А однажды мама в очередной раз пришла к папе на могилу и встретилась там с его любовницей и их общим ребенком. Розовые очки разбились стеклами внутрь не только у мамы, но и у меня. Оказалось, наша идеальная образцовая семья была пылью и пшиком. Фантиком от гнилой конфетки. У моего папы — примерного мужа, примерного отца, примерного семьянина — имелась вторая женщина и дочка от нее.
Это в прямом смысле убило маму. Когда правда вскрылась, родительница слегла в кровать и больше не встала. Она перестала ходить на работу, отвечать на телефон, общаться с родственниками и знакомыми. Целыми днями мама, бледная как простыня, лежала в кровати и не вставала. К еде, которую я приносил ей в комнату, почти не притрагивалась. А однажды я вернулся домой после занятий в институте и обнаружил маму мертвой. Внезапная остановка сердца. Мне было двадцать лет, когда она умерла.
«Нет ничего хуже, чем любить человека, который этого не заслуживает», так однажды сказала мне сестра про нашего отца. Как это ни странно, я с ней общаюсь. Ну, она же не виновата в том, что у нас с ней такой лживый двуличный отец. Мою сестру зовут Рита, она на пять лет младше меня. И в отличие от меня она всегда знала, что на самом деле из себя представляет наш отец, поэтому ни на грамм не любила его.
К словам Риты я бы еще добавил, что нет ничего хуже, чем жить в иллюзии счастья. Я люблю Веру и не хочу для нее такой же участи, как у моей матери. Поэтому я решил признаться жене и теперь лишь могу надеяться на то, что однажды она меня простит.
Глава 13. Ложь порождает новую ложь
Вера
Доработать день получается с большим трудом. Я не могу думать больше ни о чем кроме того, что Давид был с НЕЙ. Придя домой, начинаю собирать вещи мужа и пишу ему сообщение, чтобы приехал за ними завтра после работы. Я уже даже субботы ждать не хочу. Я не смогу дожить в квартире до выходных, находясь в кругу вещей супруга. Давид ожидаемо сразу звонит.

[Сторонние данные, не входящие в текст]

//! Transcription worker pool.
//!
//! A fixed set of threads pulls finalized segments off the bounded queue
//! and transcribes them through the retrying client. Completion order may
//! differ from capture order; the reassembler restores it downstream.

use crate::capture::wav;
use crate::pipeline::types::{Segment, SegmentOutcome};
use crate::remote::{Operation, Payload, RetryingClient};
use std::sync::Arc;
use std::sync::atomic::{AtomicBool, Ordering};
use std::thread::JoinHandle;

/// Fixed pool of transcription worker threads.
///
/// Workers exit when the segment queue's senders are dropped; `join`
/// is the drain barrier for session stop.
pub struct WorkerPool {
    handles: Vec<JoinHandle<()>>,
}

impl WorkerPool {
    pub fn spawn(
        count: usize,
        client: Arc<RetryingClient>,
        segments: crossbeam_channel::Receiver<Segment>,
        outcomes: crossbeam_channel::Sender<SegmentOutcome>,
        cancelled: Arc<AtomicBool>,
        sample_rate: u32,
    ) -> Self {
        let handles = (0..count)
            .map(|_| {
                let client = client.clone();
                let segments = segments.clone();
                let outcomes = outcomes.clone();
                let cancelled = cancelled.clone();
                std::thread::spawn(move || {
                    worker_loop(client, segments, outcomes, cancelled, sample_rate);
                })
            })
            .collect();

        Self { handles }
    }

    /// Number of worker threads.
    pub fn len(&self) -> usize {
        self.handles.len()
    }

    pub fn is_empty(&self) -> bool {
        self.handles.is_empty()
    }

    /// Wait for every worker to drain the queue and exit.
    pub fn join(self) {
        for handle in self.handles {
            if handle.join().is_err() {
                eprintln!("overscribe: worker thread panicked");
            }
        }
    }
}

fn worker_loop(
    client: Arc<RetryingClient>,
    segments: crossbeam_channel::Receiver<Segment>,
    outcomes: crossbeam_channel::Sender<SegmentOutcome>,
    cancelled: Arc<AtomicBool>,
    sample_rate: u32,
) {
    while let Ok(segment) = segments.recv() {
        // Cancelled sessions drop remaining segments without calling out
        if cancelled.load(Ordering::SeqCst) {
            continue;
        }

        let outcome = transcribe_segment(&client, segment, sample_rate);
        if outcomes.send(outcome).is_err() {
            break;
        }
    }
}

/// Transcribe one segment, short-circuiting empty captures.
fn transcribe_segment(
    client: &RetryingClient,
    segment: Segment,
    sample_rate: u32,
) -> SegmentOutcome {
    let seq = segment.seq;
    if segment.samples.is_empty() {
        return SegmentOutcome {
            seq,
            result: Ok(String::new()),
        };
    }

    let result = wav::encode(&segment.samples, sample_rate)
        .and_then(|encoded| client.call(Operation::Transcribe, &Payload::Audio(encoded)));
    SegmentOutcome { seq, result }
}
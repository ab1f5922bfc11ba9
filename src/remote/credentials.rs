//! Rotating credential pool with per-credential rate-limit cooldown.

use crate::clock::Clock;
use crate::defaults;
use crate::error::{OverscribeError, Result};
use std::sync::{Arc, Mutex, MutexGuard};
use std::time::Instant;

struct CredentialState {
    key: String,
    cooldown_until: Option<Instant>,
}

struct PoolInner {
    credentials: Vec<CredentialState>,
    cursor: usize,
}

/// A credential handed out by [`CredentialPool::acquire`].
///
/// Leases are reported back to the pool so a rate-limited key starts its
/// cooldown and a successful key stays in rotation.
#[derive(Debug, Clone)]
pub struct CredentialLease {
    index: usize,
    pub key: String,
}

/// Fixed set of API credentials rotated round-robin.
///
/// A credential reported rate-limited is skipped until its cooldown
/// expires. When every credential is cooling, `acquire` reports how long
/// until the earliest one becomes eligible again so callers can wait
/// instead of busy-polling. Time comes from the injected [`Clock`].
pub struct CredentialPool {
    inner: Mutex<PoolInner>,
    cooldown: std::time::Duration,
    clock: Arc<dyn Clock>,
}

impl CredentialPool {
    /// Create a pool over the given keys.
    ///
    /// # Errors
    /// Returns `OverscribeError::NoCredentials` if `keys` is empty.
    pub fn new(
        keys: Vec<String>,
        cooldown: std::time::Duration,
        clock: Arc<dyn Clock>,
    ) -> Result<Self> {
        if keys.is_empty() {
            return Err(OverscribeError::NoCredentials {
                prefix: defaults::API_KEY_ENV_PREFIX.to_string(),
            });
        }

        let credentials = keys
            .into_iter()
            .map(|key| CredentialState {
                key,
                cooldown_until: None,
            })
            .collect();

        Ok(Self {
            inner: Mutex::new(PoolInner {
                credentials,
                cursor: 0,
            }),
            cooldown,
            clock,
        })
    }

    fn lock(&self) -> MutexGuard<'_, PoolInner> {
        self.inner.lock().unwrap_or_else(|e| e.into_inner())
    }

    /// Acquire the next eligible credential, round-robin.
    ///
    /// # Errors
    /// `AllCredentialsCooling { retry_after }` when every credential is on
    /// cooldown; `retry_after` is the time until the earliest expiry.
    pub fn acquire(&self) -> Result<CredentialLease> {
        let now = self.clock.now();
        let mut inner = self.lock();
        let count = inner.credentials.len();

        for _ in 0..count {
            let index = inner.cursor % count;
            inner.cursor = (inner.cursor + 1) % count;

            let credential = &inner.credentials[index];
            if credential.cooldown_until.is_none_or(|until| until <= now) {
                return Ok(CredentialLease {
                    index,
                    key: credential.key.clone(),
                });
            }
        }

        let earliest = inner
            .credentials
            .iter()
            .filter_map(|c| c.cooldown_until)
            .min()
            .unwrap_or(now);

        Err(OverscribeError::AllCredentialsCooling {
            retry_after: earliest.saturating_duration_since(now),
        })
    }

    /// Start the cooldown for a credential the service rate-limited.
    pub fn report_rate_limited(&self, lease: &CredentialLease) {
        let until = self.clock.now() + self.cooldown;
        let mut inner = self.lock();
        if let Some(credential) = inner.credentials.get_mut(lease.index) {
            credential.cooldown_until = Some(until);
            eprintln!(
                "overscribe: credential {} rate limited, cooling down {}s",
                preview(&credential.key),
                self.cooldown.as_secs()
            );
        }
    }

    /// Acknowledge a successful call.
    ///
    /// State-neutral: a cooldown always runs its full window. Round-robin
    /// can hand the same key to two callers, so a success reported on a
    /// stale lease must not revive a key that was just rate-limited.
    pub fn report_success(&self, _lease: &CredentialLease) {}

    /// Whether at least one credential is currently eligible.
    pub fn has_available(&self) -> bool {
        let now = self.clock.now();
        self.lock()
            .credentials
            .iter()
            .any(|c| c.cooldown_until.is_none_or(|until| until <= now))
    }

    /// Total number of credentials in the pool.
    pub fn len(&self) -> usize {
        self.lock().credentials.len()
    }

    pub fn is_empty(&self) -> bool {
        self.len() == 0
    }
}

/// Short key prefix safe to log.
fn preview(key: &str) -> String {
    let prefix: String = key.chars().take(8).collect();
    format!("{}...", prefix)
}
//! Session lifecycle: start, pause, resume, stop, cancel.
//!
//! One controller owns at most one live session. A session is the whole
//! per-recording pipeline: scheduler, bounded segment queue, worker pool,
//! and a collector thread feeding the ordered reassembler. Stop is a
//! join/barrier: the scheduler's queue sender drops, workers drain and
//! exit, the outcome channel disconnects, and the collector returns the
//! transcript.

use crate::capture::CaptureSource;
use crate::defaults;
use crate::error::{OverscribeError, Result};
use crate::pipeline::scheduler::{SegmentScheduler, SegmentTiming};
use crate::pipeline::sink::PasteSink;
use crate::pipeline::types::{PipelineEvent, SessionMode};
use crate::pipeline::{OrderedReassembler, WorkerPool};
use crate::remote::{Operation, Payload, RetryingClient};
use serde::{Deserialize, Serialize};
use std::sync::Arc;
use std::sync::atomic::{AtomicBool, Ordering};
use std::thread::JoinHandle;

/// Externally visible lifecycle state.
#[derive(Debug, Clone, Copy, PartialEq, Eq, Serialize, Deserialize)]
#[serde(rename_all = "snake_case")]
pub enum SessionState {
    Idle,
    Recording,
    Paused,
    /// Draining segments and running the final call; pasting comes next.
    Stopping,
}

impl std::fmt::Display for SessionState {
    fn fmt(&self, f: &mut std::fmt::Formatter<'_>) -> std::fmt::Result {
        match self {
            SessionState::Idle => write!(f, "idle"),
            SessionState::Recording => write!(f, "recording"),
            SessionState::Paused => write!(f, "paused"),
            SessionState::Stopping => write!(f, "stopping"),
        }
    }
}

struct ActiveSession {
    mode: SessionMode,
    paused: bool,
    scheduler: SegmentScheduler,
    workers: WorkerPool,
    collector: JoinHandle<String>,
    cancelled: Arc<AtomicBool>,
}

/// What the controller remembers about a session handed out via
/// [`SessionController::begin_stop`], so cancel can still reach it.
struct StoppingMarker {
    mode: SessionMode,
    cancelled: Arc<AtomicBool>,
}

/// A session taken out of the controller for draining.
///
/// Created by [`SessionController::begin_stop`]; [`PendingStop::finish`]
/// does the slow work (join workers, final call, paste) and is meant to
/// run without any controller lock held, so status and cancel stay
/// responsive while segments settle.
pub struct PendingStop {
    mode: SessionMode,
    scheduler: SegmentScheduler,
    workers: WorkerPool,
    collector: JoinHandle<String>,
    cancelled: Arc<AtomicBool>,
    client: Arc<RetryingClient>,
    sink: Arc<dyn PasteSink>,
}

impl PendingStop {
    /// Wait for every segment to settle, run the final Format or
    /// DraftPrompt call, and paste the result.
    ///
    /// The cancel flag is consulted after the drain and again after the
    /// final call, so a cancel issued while stopping never pastes.
    ///
    /// # Errors
    /// Fails without pasting anything if the session was cancelled, the
    /// transcript is empty, or the final call fails.
    pub fn finish(self) -> Result<String> {
        let PendingStop {
            mode,
            mut scheduler,
            workers,
            collector,
            cancelled,
            client,
            sink,
        } = self;

        scheduler.stop();
        workers.join();
        let transcript = match collector.join() {
            Ok(transcript) => transcript,
            Err(_) => {
                eprintln!("overscribe: collector thread panicked");
                String::new()
            }
        };

        if cancelled.load(Ordering::SeqCst) {
            return Err(OverscribeError::Session {
                message: "session cancelled".to_string(),
            });
        }

        if transcript.trim().is_empty() {
            return Err(OverscribeError::Session {
                message: "no transcript captured".to_string(),
            });
        }

        let op = match mode {
            SessionMode::Transcribe => Operation::Format,
            SessionMode::Prompt => Operation::DraftPrompt,
        };
        let final_text = client.call(op, &Payload::Text(transcript))?;

        if cancelled.load(Ordering::SeqCst) {
            return Err(OverscribeError::Session {
                message: "session cancelled".to_string(),
            });
        }

        sink.paste(&final_text)?;
        Ok(final_text)
    }
}

/// Drives one dictation session at a time.
pub struct SessionController {
    source: Arc<dyn CaptureSource>,
    client: Arc<RetryingClient>,
    sink: Arc<dyn PasteSink>,
    timing: SegmentTiming,
    worker_count: usize,
    sample_rate: u32,
    events: Option<crossbeam_channel::Sender<PipelineEvent>>,
    session: Option<ActiveSession>,
    stopping: Option<StoppingMarker>,
}

impl SessionController {
    pub fn new(
        source: Arc<dyn CaptureSource>,
        client: Arc<RetryingClient>,
        sink: Arc<dyn PasteSink>,
        timing: SegmentTiming,
        worker_count: usize,
        sample_rate: u32,
    ) -> Self {
        Self {
            source,
            client,
            sink,
            timing,
            worker_count: worker_count.clamp(defaults::MIN_WORKERS, defaults::MAX_WORKERS),
            sample_rate,
            events: None,
            session: None,
            stopping: None,
        }
    }

    /// Forward pipeline status events to the given channel.
    pub fn with_events(mut self, events: crossbeam_channel::Sender<PipelineEvent>) -> Self {
        self.events = Some(events);
        self
    }

    fn emit(&self, event: PipelineEvent) {
        if let Some(events) = &self.events {
            let _ = events.send(event);
        }
    }

    pub fn state(&self) -> SessionState {
        if self.stopping.is_some() {
            return SessionState::Stopping;
        }
        match &self.session {
            None => SessionState::Idle,
            Some(session) if session.paused => SessionState::Paused,
            Some(_) => SessionState::Recording,
        }
    }

    pub fn mode(&self) -> Option<SessionMode> {
        self.session
            .as_ref()
            .map(|s| s.mode)
            .or_else(|| self.stopping.as_ref().map(|m| m.mode))
    }

    /// Begin a new session.
    ///
    /// Start while paused resumes the existing session. Start while
    /// recording is rejected.
    pub fn start(&mut self, mode: SessionMode) -> Result<()> {
        if self.stopping.is_some() {
            return Err(OverscribeError::Session {
                message: "session is stopping".to_string(),
            });
        }
        if let Some(session) = &mut self.session {
            if session.paused {
                session.scheduler.resume();
                session.paused = false;
                eprintln!("overscribe: resumed ({} mode)", session.mode);
                self.emit(PipelineEvent::SessionResumed);
                return Ok(());
            }
            return Err(OverscribeError::Session {
                message: "already recording".to_string(),
            });
        }

        let (segment_tx, segment_rx) =
            crossbeam_channel::bounded(defaults::SEGMENT_QUEUE_CAP);
        let (outcome_tx, outcome_rx) =
            crossbeam_channel::bounded(defaults::SEGMENT_QUEUE_CAP);
        let cancelled = Arc::new(AtomicBool::new(false));

        let workers = WorkerPool::spawn(
            self.worker_count,
            self.client.clone(),
            segment_rx,
            outcome_tx,
            cancelled.clone(),
            self.sample_rate,
        );

        let events = self.events.clone();
        let collector = std::thread::spawn(move || {
            let mut reassembler = OrderedReassembler::new(0);
            while let Ok(outcome) = outcome_rx.recv() {
                if let Some(events) = &events {
                    let event = match &outcome.result {
                        Ok(text) => PipelineEvent::SegmentTranscribed {
                            seq: outcome.seq,
                            chars: text.len(),
                        },
                        Err(e) => PipelineEvent::SegmentFailed {
                            seq: outcome.seq,
                            message: e.to_string(),
                        },
                    };
                    let _ = events.send(event);
                }
                reassembler.accept(outcome);
            }
            let transcript = reassembler.into_transcript();
            if let Some(events) = &events {
                let _ = events.send(PipelineEvent::TranscriptReady {
                    chars: transcript.len(),
                });
            }
            transcript
        });

        let scheduler = SegmentScheduler::start(
            self.source.clone(),
            segment_tx,
            self.timing,
            cancelled.clone(),
        );

        self.session = Some(ActiveSession {
            mode,
            paused: false,
            scheduler,
            workers,
            collector,
            cancelled,
        });
        eprintln!("overscribe: recording started ({} mode)", mode);
        self.emit(PipelineEvent::SessionStarted { mode });
        Ok(())
    }

    /// Pause the live session; in-flight segments still transcribe.
    pub fn pause(&mut self) -> Result<()> {
        let session = self.session.as_mut().ok_or_else(|| OverscribeError::Session {
            message: "no active session".to_string(),
        })?;
        if !session.paused {
            session.scheduler.pause();
            session.paused = true;
            eprintln!("overscribe: paused");
            self.emit(PipelineEvent::SessionPaused);
        }
        Ok(())
    }

    pub fn resume(&mut self) -> Result<()> {
        let session = self.session.as_mut().ok_or_else(|| OverscribeError::Session {
            message: "no active session".to_string(),
        })?;
        if session.paused {
            session.scheduler.resume();
            session.paused = false;
            eprintln!("overscribe: resumed");
            self.emit(PipelineEvent::SessionResumed);
        }
        Ok(())
    }

    /// Take the live session out for draining; the controller reports
    /// `Stopping` until [`complete_stop`](Self::complete_stop).
    ///
    /// The returned [`PendingStop`] carries everything the slow phase
    /// needs, so `finish` can run while the controller serves status and
    /// cancel requests.
    pub fn begin_stop(&mut self) -> Result<PendingStop> {
        if self.stopping.is_some() {
            return Err(OverscribeError::Session {
                message: "stop already in progress".to_string(),
            });
        }
        let session = self.session.take().ok_or_else(|| OverscribeError::Session {
            message: "no active session".to_string(),
        })?;

        self.stopping = Some(StoppingMarker {
            mode: session.mode,
            cancelled: session.cancelled.clone(),
        });
        Ok(PendingStop {
            mode: session.mode,
            scheduler: session.scheduler,
            workers: session.workers,
            collector: session.collector,
            cancelled: session.cancelled,
            client: self.client.clone(),
            sink: self.sink.clone(),
        })
    }

    /// Return to idle once the matching [`PendingStop::finish`] has run.
    pub fn complete_stop(&mut self) {
        self.stopping = None;
    }

    /// Stop recording, wait for every segment to settle, run the final
    /// Format or DraftPrompt call, and paste the result.
    ///
    /// # Errors
    /// Fails without pasting anything if the transcript is empty or the
    /// final call fails.
    pub fn stop_and_process(&mut self) -> Result<String> {
        let pending = self.begin_stop()?;
        let result = pending.finish();
        self.complete_stop();
        result
    }

    /// Drop the live session without transcribing or pasting anything.
    ///
    /// During a stop this flags the in-flight drain instead, which then
    /// skips the final call and the paste. Cancelling with no active
    /// session is a no-op.
    pub fn cancel(&mut self) -> Result<()> {
        if let Some(marker) = &self.stopping {
            marker.cancelled.store(true, Ordering::SeqCst);
            eprintln!("overscribe: session cancelled");
            self.emit(PipelineEvent::SessionCancelled);
            return Ok(());
        }
        let Some(mut session) = self.session.take() else {
            return Ok(());
        };

        session.cancelled.store(true, Ordering::SeqCst);
        session.scheduler.cancel();
        session.workers.join();
        if session.collector.join().is_err() {
            eprintln!("overscribe: collector thread panicked");
        }
        eprintln!("overscribe: session cancelled");
        self.emit(PipelineEvent::SessionCancelled);
        Ok(())
    }
}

— Алло, — нехотя поднимаю трубку.
— Вер, пожалуйста, не пори горячку...
Опять он со своей горячкой. Перебиваю, не дав договорить:
— Я не порю горячку. Неделя прошла с того дня, как ты признался в измене. Я всю неделю думала и решила, что не хочу видеть в квартире твои вещи. Согласись, неделя — приличный срок.
Мне даже голос его слышать больно. Горло сводит спазмом. Сглатываю тугой ком.
— Сегодня, когда мы разговаривали в моем кабинете, ты сказала, чтобы я приехал за вещами в субботу. А теперь говоришь приезжать завтра.
— Да, я не хочу видеть твои вещи до выходных.
— И ты еще говоришь, что не порешь горячку?
Психанув, швыряю на пол рубашку Давида и сажусь на кровать.
— Послушай, чего ты добиваешься? Моего прощения? Его не будет.
Давид тяжело вздыхает в трубку.
— Вера, пожалуйста, дай мне шанс все исправить. Я прекрасно осознаю свою вину, я раскаиваюсь. Вера, я люблю тебя. Я не хочу тебя терять. Подумай о нашей семье, о нашем ребенке. Зачем ты все рушишь?
Сильнее стискиваю телефон в руке.
— Не надо перекладывать на меня вину за наш развод.
— Я не перекладываю на тебя вину.
— Нет, ты перекладываешь на меня вину, — повышаю голос. — Ты обвиняешь меня в том, что я все рушу. То есть, не ты разрушил нашу семью, когда изменил мне. А я разрушаю нашу семью, когда собираюсь развестись. Очень интересная мужская логика.
— Вера‚ я лишь прошу тебя дать мне шанс все исправить.
— Я сомневаюсь, что у тебя получится изобрести машину времени и вернуться в прошлое, чтобы все исправить. С меня хватит, Давид. Приезжай завтра и забери свои вещи, иначе я вышвырну их на помойку. Не зли меня еще больше.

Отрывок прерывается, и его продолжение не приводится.